BIG DATA HAS LED to big predictions in the area of competition law. Coupled with algorithms used in big data analytics, big data is predicted to fundamentally change the competitive landscape within which firms price and customize products and services, and predict market trends. This has led to varying predictions for competition law and enforcement in Canada and around the world.
Competition law and competition enforcers focus on market forces rather than market outcomes. Acting as a referee of sorts, competition enforcers, such as Canada’s Competition Bureau, seek to ensure that firms compete on the merits and that consumers are well-informed through minimal intrusion.
As noted in the Competition Bureau’s recent white paper, Big Data and Innovation: Implications for Competition Policy in Canada, some believe big data will be key for competition, underpinning new waves of productivity and innovation. Others fear that big data will undermine the competitive process, including the ability of competition enforcers to effectively enforce laws. Regardless, competition laws and their enforcers have unique challenges to confront as big data analytics grow and develop.
Take cartels. As horizontal agreements between competitors to fix prices, allocate markets or limit output, cartels have been characterized as an assault on Canada’s open market. A cartel is per se illegal, requiring neither proof of market power nor anticompetitive effects; competition enforcers need only prove an offence by establishing an agreement between competitors to collude.
Data and algorithms may afford competitors the ability to collude without an agreement. The OECD paper Algorithms and Collusion: Competition Policy in the Digital Age refers to this as algorithmic collusion. For example, self-learning algorithms, which learn and readapt to the actions of other market participants, may enable collusion without human intervention, let alone an agreement.
Mergers and monopolist practices are being tested. Laws prohibit certain means by which a firm may create, enhance or maintain market power. Increasingly, data is a competitive asset, the essential input in a firm’s product or service; access to and control over data can thus confer market power.

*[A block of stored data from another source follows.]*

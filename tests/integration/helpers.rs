//! Shared test helpers for integration tests.
//!
//! These tests need a PostgreSQL database reachable at `DATABASE_URL` (or the
//! configured `database.url`). Every test namespaces its rows with a random
//! tag, so tests can share one database and run in parallel.

#![allow(dead_code)]

use axum::Router;
use axum::body::Body;
use axum::http::header::AUTHORIZATION;
use axum::http::{HeaderMap, Request, StatusCode};
use serde_json::Value;
use sqlx::PgPool;
use tower::ServiceExt;
use uuid::Uuid;

use cuti_api::{AppState, build_router};
use cuti_auth::{Claims, JwtDecoder, PasswordHasher};
use cuti_core::config::AppConfig;
use cuti_database::DatabasePool;

/// Password given to every seeded account.
pub const PASSWORD: &str = "Rahasia@123";

/// Test application context
pub struct TestApp {
    /// The Axum router for making test requests
    pub router: Router,
    /// Database pool for direct queries
    pub db_pool: PgPool,
    /// Application config
    pub config: AppConfig,
    /// Lowercase letters unique to this test
    pub tag: String,
}

impl TestApp {
    /// Create a new test application
    pub async fn new() -> Self {
        let mut config = AppConfig::load("test").expect("Failed to load test config");
        if let Ok(url) = std::env::var("DATABASE_URL") {
            config.database.url = url;
        }
        config.auth.jwt_secret = "integration-test-secret".to_string();

        let db = DatabasePool::connect(&config.database)
            .await
            .expect("Failed to connect to test database");

        cuti_database::migration::run_migrations(db.pool())
            .await
            .expect("Failed to run migrations");

        let db_pool = db.pool().clone();
        let router = build_router(AppState::new(config.clone(), db));

        Self {
            router,
            db_pool,
            config,
            tag: random_tag(),
        }
    }

    /// Department name unique to this test.
    pub fn department_name(&self, label: &str) -> String {
        format!("Departement {label} {}", self.tag)
    }

    /// Username unique to this test.
    pub fn username(&self, label: &str) -> String {
        format!("{label}.{}", self.tag)
    }

    /// Insert a department and return its ID
    pub async fn seed_department(&self, label: &str) -> Uuid {
        let id = Uuid::new_v4();
        sqlx::query("INSERT INTO departments (id, name, email) VALUES ($1, $2, $3)")
            .bind(id)
            .bind(self.department_name(label))
            .bind(format!(
                "{}.{}@departement.go.id",
                label.to_lowercase().replace(' ', "."),
                self.tag
            ))
            .execute(&self.db_pool)
            .await
            .expect("Failed to create test department");
        id
    }

    /// Insert an active account with [`PASSWORD`] and return its username
    pub async fn seed_account(&self, label: &str, role: &str, department_id: Uuid) -> String {
        let hasher = PasswordHasher::new(&self.config.auth);
        let credential = hasher
            .hash_with_expiry(PASSWORD)
            .expect("Failed to hash password");
        let username = self.username(label);

        sqlx::query(
            r#"INSERT INTO accounts (username, name, email, password_hash, password_expired_at, flag_active, role, department_id)
               VALUES ($1, $2, $3, $4, $5, TRUE, $6::account_role, $7)"#,
        )
        .bind(&username)
        .bind("Test User")
        .bind(format!("{username}@test.go.id"))
        .bind(&credential.hash)
        .bind(credential.expires_at)
        .bind(role)
        .bind(department_id)
        .execute(&self.db_pool)
        .await
        .expect("Failed to create test account");

        username
    }

    /// Seed an account and log it in, returning its username and token
    pub async fn seed_and_login(&self, label: &str, role: &str, department_id: Uuid) -> (String, String) {
        let username = self.seed_account(label, role, department_id).await;
        let token = self.login(&username, PASSWORD).await;
        (username, token)
    }

    /// Login and return the bearer token from the `Authorization` header
    pub async fn login(&self, username: &str, password: &str) -> String {
        let body = serde_json::json!({
            "username": username,
            "password": password,
        });

        let response = self
            .request("POST", "/api/v1/user/login", Some(body), None)
            .await;

        assert_eq!(
            response.status,
            StatusCode::OK,
            "Login failed: {:?}",
            response.body
        );

        response.bearer().expect("No bearer token in login response")
    }

    /// Decode a token issued by this app
    pub fn claims(&self, token: &str) -> Claims {
        JwtDecoder::new(&self.config.auth)
            .decode(token)
            .expect("Token should decode")
    }

    /// Make an HTTP request to the test app
    pub async fn request(
        &self,
        method: &str,
        path: &str,
        body: Option<Value>,
        token: Option<&str>,
    ) -> TestResponse {
        let body_str = body
            .map(|b| serde_json::to_string(&b).expect("Failed to serialize body"))
            .unwrap_or_default();

        let mut req = Request::builder()
            .method(method)
            .uri(path)
            .header("Content-Type", "application/json");

        if let Some(token) = token {
            req = req.header(AUTHORIZATION, format!("Bearer {token}"));
        }

        let req = req
            .body(Body::from(body_str))
            .expect("Failed to build request");

        let response = self
            .router
            .clone()
            .oneshot(req)
            .await
            .expect("Failed to send request");

        let status = response.status();
        let headers = response.headers().clone();
        let body_bytes = axum::body::to_bytes(response.into_body(), 1024 * 1024)
            .await
            .expect("Failed to read body");

        let body: Value = serde_json::from_slice(&body_bytes).unwrap_or(Value::Null);

        TestResponse {
            status,
            headers,
            body,
        }
    }
}

/// Response from a test request
#[derive(Debug)]
pub struct TestResponse {
    /// HTTP status code
    pub status: StatusCode,
    /// Response headers
    pub headers: HeaderMap,
    /// Parsed JSON body
    pub body: Value,
}

impl TestResponse {
    /// Token carried in the `Authorization: Bearer` response header.
    pub fn bearer(&self) -> Option<String> {
        self.headers
            .get(AUTHORIZATION)?
            .to_str()
            .ok()?
            .strip_prefix("Bearer ")
            .map(str::to_string)
    }

    /// The single error message, or the first of a list.
    pub fn error(&self) -> String {
        match &self.body["errors"] {
            Value::String(message) => message.clone(),
            Value::Array(items) => items
                .first()
                .and_then(Value::as_str)
                .unwrap_or_default()
                .to_string(),
            _ => String::new(),
        }
    }
}

/// Ten lowercase letters; names and usernames accept them everywhere.
fn random_tag() -> String {
    Uuid::new_v4()
        .simple()
        .to_string()
        .chars()
        .take(10)
        .map(|c| char::from(b'a' + c.to_digit(16).unwrap_or(0) as u8))
        .collect()
}
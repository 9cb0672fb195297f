//! Route definitions for the Cuti HTTP API.
//!
//! All routes are organized by domain and mounted under `/api/v1`.
//! The router receives `AppState` and passes it to all handlers via Axum's `State` extractor.

use axum::{
    Router,
    extract::DefaultBodyLimit,
    middleware as axum_middleware,
    routing::{delete, get, patch, post, put},
};

use crate::handlers;
use crate::middleware;
use crate::state::AppState;

/// Build the Axum router with all routes, the body limit and request logging.
///
/// Receives the fully-constructed `AppState` and threads it through
/// every route via `.with_state(state)`.
pub fn build_router(state: AppState) -> Router {
    let body_limit = state.config.server.body_limit_bytes;

    let api_routes = Router::new()
        .merge(user_routes(&state))
        .merge(department_routes(&state))
        .merge(leave_routes(&state))
        .merge(health_routes());

    Router::new()
        .nest("/api/v1", api_routes)
        .layer(DefaultBodyLimit::max(body_limit))
        .layer(axum_middleware::from_fn(
            middleware::logging::request_logging,
        ))
        .with_state(state)
}

/// Registration, login, profile and admin account management
fn user_routes(state: &AppState) -> Router<AppState> {
    let admin = axum_middleware::from_fn_with_state(state.clone(), middleware::rbac::admin_only);

    Router::new()
        .route("/user", post(handlers::account::register))
        .route("/user/login", post(handlers::account::login))
        .route("/user/current", patch(handlers::account::update_current))
        .route("/user/current/logout", get(handlers::account::logout))
        .route(
            "/user/search",
            get(handlers::account::search).route_layer(admin.clone()),
        )
        .route(
            "/user/{userId}",
            patch(handlers::account::update_by_admin).route_layer(admin),
        )
}

/// Department directory. Reads are open, writes are ADMIN only.
fn department_routes(state: &AppState) -> Router<AppState> {
    let admin = axum_middleware::from_fn_with_state(state.clone(), middleware::rbac::admin_only);

    Router::new()
        .route(
            "/departement",
            get(handlers::department::search)
                .merge(post(handlers::department::create).route_layer(admin.clone())),
        )
        .route("/departement/search", get(handlers::department::search))
        .route(
            "/departement/{id}",
            get(handlers::department::get).merge(
                patch(handlers::department::update)
                    .delete(handlers::department::remove)
                    .route_layer(admin),
            ),
        )
}

/// Leave workflow
fn leave_routes(state: &AppState) -> Router<AppState> {
    let manager =
        axum_middleware::from_fn_with_state(state.clone(), middleware::rbac::manager_only);

    Router::new()
        .route("/leave", get(handlers::leave::search))
        .route("/leave/draft", post(handlers::leave::save_draft))
        .route("/leave/{leaveId}", delete(handlers::leave::remove_draft))
        .route("/leave/{leaveId}/submit", put(handlers::leave::submit))
        .route(
            "/leave/{leaveId}/verify",
            put(handlers::leave::verify).route_layer(manager),
        )
        .route("/leave/{leaveId}/update", put(handlers::leave::update_draft))
}

/// Liveness and database reachability
fn health_routes() -> Router<AppState> {
    Router::new().route("/health", get(handlers::health::health))
}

On the one hand, data can create economic benefits such as efficiencies and innovative products and services at minimal or no consumer cost. On the other hand, firms that control data can erect entry barriers and foreclose competition, resulting in higher prices or diminished consumer choices. Being big in big data is not necessarily bad, but a case-by-case competitive analysis is required.
Deceptive marketing laws are also being challenged. Materially false or misleading representations to the public that promote a business interest are prohibited. In principle, these laws would capture a firm’s false or misleading representations regarding its collection and use of consumer data. But how will these provisions be applied to big data analytics? Data is no longer incidental to advertising. It is a game-changer, and arguably the principal method to assess buying behaviour, since consumers leave their digital footprints every time they use the internet and social media. In these circumstances, what, if any, level of disclosure could and should be provided to consumers regarding the use of a consumer’s data? Again, deceptive marketing laws were not drafted with these circumstances in mind.
Competition laws in Canada date back to 1889, and the legislative drafters could not have anticipated the emergence of big data and the algorithms used in big data analytics. Accordingly, is Canada in need of amended competition laws and enforcement tools, or will the status quo suffice? The competition community is debating that fundamental question; stay tuned.
Antonio Di Domenico is a partner and regional leader of the Antitrust/Competition & Marketing Group at Fasken Martineau DuMoulin LLP in Toronto. He is also a former counsel to Canada’s Commissioner of Competition, and a Lexpert Rising Star in 2017.